# Recreational bones



## ayoitzrimz (Apr 14, 2010)

Hey all,

So my puppy is now 9 months old, and bully sticks which used to last him 2 days are now gone in 20 minutes...

I've been giving him raw knuckle and raw saddle bones to chew on from the local pet store but the problem is that they do not have meaty bones.

I was wondering where do you guys get raw meaty recreational bones. I know for sure that knuckle and saddle bones are generally safer because they have more "give" than weight bearing bones... so I've done a little bit of homework but if you can list safe recreational bones and where should I go to get them that'll be great! He eats Acana Pacifica and I'd like to keep him on that for his main food. I just want to give him some raw bones for the benefits of chewing them and to supplement his diet.

Also, the butcher only had veal bones today. Are those ok? They are cut relatively small but are very meaty and I just throw out the bone when he's done with the meat.

Anyway, any advice will be appreciated!

Thanks!


----------



## GSDAlphaMom (Jul 20, 2010)

I have a local 'meat shop' that I go to that already has marrow bones cut, bagged and in the freezer. It's funny going in there as I am a vegetarian so they know I'm only there for my dogs. The marrow does soften their stool some but it's only for a day and it isn't 'loose' so I continue to use them. Some dogs get loose stool from the marrow and I've seen some posts on here where people scoop out the marrow and put in peanut butter or canned food.


----------



## Wolfiesmom (Apr 10, 2010)

I go to the local supermarket or butcher shop and get raw marrow bones. They already have them packaged up.


----------



## lhczth (Apr 5, 2000)

Grocery store. I get the knuckle soup bones which can be very meaty. I take away any small pieces. Sometimes they have veal neck or soup bones. The dogs, at least my adult dogs, can eat these in their entirety. I also will grab the leg bones though they have little meat. They will eat out the marrow and then I stuff them with peanut butter for occasional enjoyment (for them, not me). I am careful with the latter especially with power chewers.


----------



## Runswithdogs (May 8, 2010)

Beef ribs are good, at my Whole Foods they have them bagged in the freezer. They are less hard than the leg bones (usually "marrow bones") and less gigantic than knuckle bones. They last my pup about 30-50 minutes.


----------



## ayoitzrimz (Apr 14, 2010)

Thanks everyone for the replies... I'll definitely start looking around now that i have more specific ideas of what to get. Is it ok to give my dog raw meaty veal bones? They are small but very meaty...


----------



## Lauri & The Gang (Jun 28, 2001)

If your dog can ingest the ENTIRE bone in under 15 minutes then it's a RMB (raw meaty bone) - not a recreational bone.

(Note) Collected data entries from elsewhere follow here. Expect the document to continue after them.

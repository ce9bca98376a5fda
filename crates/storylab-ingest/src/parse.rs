//! Log segmentation and the per-record parsers.
//!
//! A log line carries a fixed-width timestamp field followed by one of four
//! markers: `Commencing`/`Concluding` delimit an experiment, `Summary` closes
//! an instance, and `Instance` describes a single sample whose numeric detail
//! lives in a JSON document named by the identifier embedded in the line.
//! Parsing walks these levels top-down and assembles records bottom-up.

use std::fs;
use std::path::Path;
use std::sync::LazyLock;

use regex::Regex;
use serde::Deserialize;
use uuid::Uuid;

use crate::error::{IngestError, RecordKind, Result};
use crate::record::{Experiment, Instance, ReasonPath, Sample};

/// Width of the fixed timestamp field on every log line.
const LINE_PREFIX_WIDTH: usize = 37;

static EXPERIMENT_MARKER: LazyLock<Regex> = LazyLock::new(|| {
    Regex::new(
        r"^(?:Commencing|Concluding).*\(([0-9a-fA-F]{8}-[0-9a-fA-F]{4}-[0-9a-fA-F]{4}-[0-9a-fA-F]{4}-[0-9a-fA-F]{12}), (\d), (.+)\)$",
    )
    .expect("experiment marker pattern")
});

static INSTANCE_HEADER: LazyLock<Regex> =
    LazyLock::new(|| Regex::new(r"^Summary\D+(\d+)\D+(\d+).+$").expect("instance header pattern"));

static SAMPLE_LINE: LazyLock<Regex> = LazyLock::new(|| {
    Regex::new(r"^Instance (.{36})\D+(\d+)\D+(\d+).+$").expect("sample line pattern")
});

/// Parses a full experiment log plus its detail-file directory into the
/// ordered sequence of [`Experiment`] records it describes.
///
/// Order of the output matches order of appearance in the file. Any parse or
/// consistency failure in any chunk aborts the whole call; there are no
/// partial results.
pub fn load_experiments(log_path: &Path, detail_dir: &Path) -> Result<Vec<Experiment>> {
    let data = fs::read_to_string(log_path)?;
    let chunks = experiment_chunks(&data);
    tracing::debug!(chunks = chunks.len(), "segmented experiment log");

    let mut experiments = Vec::with_capacity(chunks.len());
    for chunk in &chunks {
        experiments.push(parse_experiment(chunk, detail_dir)?);
    }
    tracing::debug!(experiments = experiments.len(), "experiment log loaded");
    Ok(experiments)
}

/// Strips the timestamp field from every line and groups the marker lines
/// into `Commencing…Concluding` chunks.
///
/// A `Commencing` line while a chunk is still open silently discards the open
/// chunk and starts over; a trailing chunk with no `Concluding` is never
/// flushed. Lines outside the marker vocabulary are ignored.
fn experiment_chunks(data: &str) -> Vec<Vec<&str>> {
    let mut chunks = Vec::new();
    let mut buffer: Vec<&str> = Vec::new();
    for raw in data.lines() {
        let line = strip_prefix_field(raw);
        if line.starts_with("Commencing") {
            buffer = vec![line];
        } else if line.starts_with("Instance") || line.starts_with("Summary") {
            buffer.push(line);
        } else if line.starts_with("Concluding") {
            buffer.push(line);
            chunks.push(std::mem::take(&mut buffer));
        }
    }
    chunks
}

/// Drops the fixed-width timestamp field and surrounding whitespace.
///
/// Lines that never reach the payload column are treated as empty, counted in
/// characters to match the source log's code-point slicing.
fn strip_prefix_field(line: &str) -> &str {
    match line.char_indices().nth(LINE_PREFIX_WIDTH) {
        Some((offset, _)) => line[offset..].trim(),
        None => "",
    }
}

/// Parses one `Commencing…Concluding` chunk into an [`Experiment`].
///
/// The first and last lines must both match the marker grammar and agree on
/// the `(story, sentence, character)` triple. Interior lines re-segment into
/// instance chunks, each closed by its `Summary` line; interior lines after
/// the last `Summary` are dropped.
pub fn parse_experiment(lines: &[&str], detail_dir: &Path) -> Result<Experiment> {
    let commencing = marker_captures(lines.first().copied().unwrap_or(""))?;
    let concluding = marker_captures(lines.last().copied().unwrap_or(""))?;
    if commencing != concluding {
        return Err(IngestError::MarkerMismatch {
            commencing: commencing.join(", "),
            concluding: concluding.join(", "),
        });
    }

    let interior: &[&str] = if lines.len() > 1 {
        &lines[1..lines.len() - 1]
    } else {
        &[]
    };
    let mut instances = Vec::new();
    let mut buffer: Vec<&str> = Vec::new();
    for &line in interior {
        buffer.push(line);
        if line.starts_with("Summary") {
            instances.push(parse_instance(&std::mem::take(&mut buffer), detail_dir)?);
        }
    }

    let [story, sentence, character] = commencing;
    Ok(Experiment {
        story: Uuid::parse_str(story)?,
        sentence: sentence.parse()?,
        character: character.to_string(),
        instances,
    })
}

fn marker_captures(line: &str) -> Result<[&str; 3]> {
    let captures = EXPERIMENT_MARKER
        .captures(line)
        .ok_or_else(|| IngestError::Parse {
            kind: RecordKind::Experiment,
            line: line.to_string(),
        })?;
    Ok([
        captures.get(1).map_or("", |m| m.as_str()),
        captures.get(2).map_or("", |m| m.as_str()),
        captures.get(3).map_or("", |m| m.as_str()),
    ])
}

/// Parses one instance chunk: sample lines followed by the `Summary` header
/// that closed the chunk.
///
/// The declared sizes are not checked against the number of sample lines;
/// each sample validates its own path counts.
pub fn parse_instance(lines: &[&str], detail_dir: &Path) -> Result<Instance> {
    let header = lines.last().copied().unwrap_or("");
    let captures = INSTANCE_HEADER
        .captures(header)
        .ok_or_else(|| IngestError::Parse {
            kind: RecordKind::Instance,
            line: header.to_string(),
        })?;
    let human_size: usize = captures.get(1).map_or("", |m| m.as_str()).parse()?;
    let machine_size: usize = captures.get(2).map_or("", |m| m.as_str()).parse()?;

    let mut samples = Vec::new();
    for &line in &lines[..lines.len().saturating_sub(1)] {
        samples.push(parse_sample(line, detail_dir)?);
    }

    Ok(Instance {
        human_size,
        machine_size,
        samples,
    })
}

/// One per-sample detail document as written by the generation run.
#[derive(Deserialize)]
struct DetailFile {
    reasons: Vec<(f64, String)>,
    entropy: f64,
    target: String,
    result: Vec<f64>,
}

/// Parses one sample line, loading `<identifier>.json` from `detail_dir`.
///
/// The detail document's `reasons` list must be exactly as long as the size
/// pair declared on the line; the first `human_size` entries become the human
/// paths and the remainder the machine paths, order preserved.
pub fn parse_sample(line: &str, detail_dir: &Path) -> Result<Sample> {
    let captures = SAMPLE_LINE
        .captures(line)
        .ok_or_else(|| IngestError::Parse {
            kind: RecordKind::Sample,
            line: line.to_string(),
        })?;
    let id = captures.get(1).map_or("", |m| m.as_str());
    let human_size: usize = captures.get(2).map_or("", |m| m.as_str()).parse()?;
    let machine_size: usize = captures.get(3).map_or("", |m| m.as_str()).parse()?;

    let detail: DetailFile =
        serde_json::from_slice(&fs::read(detail_dir.join(format!("{id}.json")))?)?;

    if detail.reasons.len() != human_size + machine_size {
        return Err(IngestError::ReasonCount {
            found: detail.reasons.len(),
            declared: human_size + machine_size,
        });
    }

    let mut human_paths: Vec<ReasonPath> = detail
        .reasons
        .into_iter()
        .map(|(weight, content)| ReasonPath { weight, content })
        .collect();
    let machine_paths = human_paths.split_off(human_size);

    Ok(Sample {
        error: detail.entropy,
        target: parse_target(&detail.target)?,
        result: detail.result,
        human_paths,
        machine_paths,
    })
}

/// Strips the assumed bracket delimiters from a target field and splits the
/// remainder on commas.
///
/// The delimiters are not verified; anything that then fails integer
/// conversion propagates as-is.
fn parse_target(field: &str) -> Result<Vec<i64>> {
    let mut inner = field.chars();
    inner.next();
    inner.next_back();
    inner
        .as_str()
        .split(',')
        .map(|piece| piece.trim().parse::<i64>().map_err(IngestError::from))
        .collect()
}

I stay away from the marrow bones for 2 reasons - the marrow (which is VERY rich and can cause the runs) and the hardness of the bones (they were designed to carry around all that weight).

I prefer to give KNUCKLE bones - which are softer (more like cartilage) and, given enough time (like a couple hours), my guys can work them down to almost nothing.

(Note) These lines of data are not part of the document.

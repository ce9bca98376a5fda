use anyhow::Result;
use clap::{Parser, Subcommand};
use serde_json::{json, Value};
use std::fs;
use std::path::PathBuf;
use storylab_ingest::Experiment;
use tracing_subscriber::EnvFilter;

#[derive(Parser)]
#[command(name = "storylab", version = "0.1.0", about = "Experiment log ingestion CLI")]
struct Cli {
    #[command(subcommand)]
    command: Commands,
}

#[derive(Subcommand)]
enum Commands {
    /// Load an experiment log and persist the parsed record tree.
    Load {
        /// Experiment's log file.
        log: PathBuf,
        /// Directory holding the per-sample detail documents.
        dir: PathBuf,
        /// Output JSON file.
        out: PathBuf,
        #[arg(long)]
        json: bool,
    },
    /// Parse an experiment log and print a summary without persisting.
    Describe {
        /// Experiment's log file.
        log: PathBuf,
        /// Directory holding the per-sample detail documents.
        dir: PathBuf,
        #[arg(long)]
        json: bool,
    },
}

fn main() -> Result<()> {
    tracing_subscriber::fmt()
        .with_env_filter(EnvFilter::from_default_env())
        .init();

    let cli = Cli::parse();
    let json_mode = command_json_mode(&cli.command);
    match run_command(cli.command) {
        Ok(Some(payload)) => {
            emit_json(&payload);
            Ok(())
        }
        Ok(None) => Ok(()),
        Err(err) => {
            if json_mode {
                emit_json(&json_error("command_failed", err.to_string(), json!({})));
                std::process::exit(1);
            }
            Err(err)
        }
    }
}

fn run_command(command: Commands) -> Result<Option<Value>> {
    match command {
        Commands::Load { log, dir, out, json } => {
            let experiments = storylab_ingest::load_experiments(&log, &dir)?;
            fs::write(&out, serde_json::to_vec_pretty(&experiments)?)?;
            tracing::info!(
                experiments = experiments.len(),
                out = %out.display(),
                "record tree persisted"
            );
            if json {
                return Ok(Some(json!({
                    "ok": true,
                    "command": "load",
                    "experiments": experiments.len(),
                    "out": out.display().to_string()
                })));
            }
            println!("experiments: {}", experiments.len());
            println!("out: {}", out.display());
        }
        Commands::Describe { log, dir, json } => {
            let experiments = storylab_ingest::load_experiments(&log, &dir)?;
            if json {
                return Ok(Some(json!({
                    "ok": true,
                    "command": "describe",
                    "experiments": experiments
                        .iter()
                        .map(experiment_to_json)
                        .collect::<Vec<_>>()
                })));
            }
            for (index, experiment) in experiments.iter().enumerate() {
                if index > 0 {
                    println!();
                }
                print_experiment(experiment);
            }
        }
    }
    Ok(None)
}

fn sample_count(experiment: &Experiment) -> usize {
    experiment
        .instances
        .iter()
        .map(|instance| instance.samples.len())
        .sum()
}

fn experiment_to_json(experiment: &Experiment) -> Value {
    json!({
        "story": experiment.story.to_string(),
        "sentence": experiment.sentence,
        "character": experiment.character,
        "instances": experiment.instances.len(),
        "samples": sample_count(experiment)
    })
}

fn print_experiment(experiment: &Experiment) {
    println!("story: {}", experiment.story);
    println!("sentence: {}", experiment.sentence);
    println!("character: {}", experiment.character);
    println!("instances: {}", experiment.instances.len());
    println!("samples: {}", sample_count(experiment));
}

fn emit_json(value: &Value) {
    match serde_json::to_string(value) {
        Ok(s) => println!("{}", s),
        Err(_) => println!(
            "{{\"ok\":false,\"error\":{{\"code\":\"serialization_error\",\"message\":\"failed to serialize JSON payload\",\"details\":{{}}}}}}"
        ),
    }
}

fn json_error(code: &str, message: String, details: Value) -> Value {
    json!({
        "ok": false,
        "error": {
            "code": code,
            "message": message,
            "details": details
        }
    })
}

fn command_json_mode(command: &Commands) -> bool {
    match command {
        Commands::Load { json, .. } | Commands::Describe { json, .. } => *json,
    }
}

One dogs RMB is another dogs Rec Bone so alot will depend on YOUR dog. My girl Sasha will eat an entire beef rib (bone and all) in just a few minutes but Mauser will just gnaw on it for days.


----------



## Chicagocanine (Aug 7, 2008)

I usually use beef knuckles bones, the ones I buy come cut in half so they are not as huge. There are a few companies that sell them already cut, I think Nature's Variety is one. I usually buy them from my vet who orders from a distributor. Once I asked her to order me buffalo knuckle bones, not realizing they were WHOLE not cut-- those things were huge! Bianca was in heaven though when I gave her one.


----------



## ayoitzrimz (Apr 14, 2010)

Thanks everyone. I've been going to the local supermarket and picking up those family size rib bones. They are nice and meaty and Einstein loves them!! The bone itself is big enough so that once he's done chewing all the meat he'll just slowly gnaw on it for the rest of the day without swallowing it. He also likes ox tails. Thanks to your replies I was able to find the good combination of bones for him so thanks!


----------